------ Provided data

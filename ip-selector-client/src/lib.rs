//! # ip-selector-client
//!
//! Client for the IP selection backend: a service that benchmarks candidate
//! address ranges, keeps the best addresses, and points a DNS record at the one
//! an operator picks.
//!
//! ## Endpoints
//!
//! | Operation | Method / Path | Body | `data` |
//! |-----------|---------------|------|--------|
//! | List candidates | `GET /api/ip/select` | - | `[[string]]` |
//! | Submit job | `POST /api/ip/select` | `["cidr", ...]` | - |
//! | Job status | `GET /api/ip/select/status` | - | `"Success" \| "Pending" \| ...` |
//! | Sync DNS | `POST /api/dns/sync` | `{"ip": "..."}` | - |
//! | Health check | `GET /api/server/health_check` | - | - |
//!
//! Every response is wrapped in `{code, message?, data?}`; `code == 0` means success.
//!
//! ## Feature Flags
//!
//! - **`rustls`** *(default)*: Use rustls.
//! - **`native-tls`**: Use the platform's native TLS implementation.
//!
//! ## Usage
//!
//! ```rust,no_run
//! use ip_selector_client::{ClientConfig, HttpSelectionBackend, SelectionBackend};
//!
//! #[tokio::main]
//! async fn main() -> Result<(), Box<dyn std::error::Error>> {
//!     let backend = HttpSelectionBackend::new(&ClientConfig::default())?;
//!
//!     backend.submit_selection(&["104.16.0.0/13".to_string()]).await?;
//!     while !backend.selection_status().await?.is_terminal() {
//!         tokio::time::sleep(std::time::Duration::from_secs(2)).await;
//!     }
//!
//!     for record in backend.list_selected().await? {
//!         println!("{}", record.fields().join("  "));
//!     }
//!     Ok(())
//! }
//! ```
//!
//! ## Error Handling
//!
//! All operations return [`Result<T, ClientError>`](ClientError):
//!
//! - [`ClientError::Api`]: the backend answered with `code != 0`
//! - [`ClientError::NetworkError`] / [`ClientError::Timeout`]: transport failures
//! - [`ClientError::HttpStatus`]: non-2xx HTTP status
//! - [`ClientError::ParseError`]: unexpected response body
//!
//! Nothing is retried here.

mod backend;
mod error;
mod http_client;
mod traits;
mod types;
mod utils;

pub use backend::HttpSelectionBackend;
pub use error::{ClientError, Result, UNKNOWN_ERROR_MESSAGE};
pub use traits::SelectionBackend;
pub use types::{
    ApiEnvelope, CandidateRecord, ClientConfig, JobStatus, SUCCESS_CODE, SyncDnsRequest,
};
pub use utils::log_sanitizer;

------------

> **Action item**
From the data above, copy each line where the string "POST" appears.

> **Response to the task**
//! | Submit job | `POST /api/ip/select` | `["cidr", ...]` | - |
//! | Sync DNS | `POST /api/dns/sync` | `{"ip": "..."}` | - |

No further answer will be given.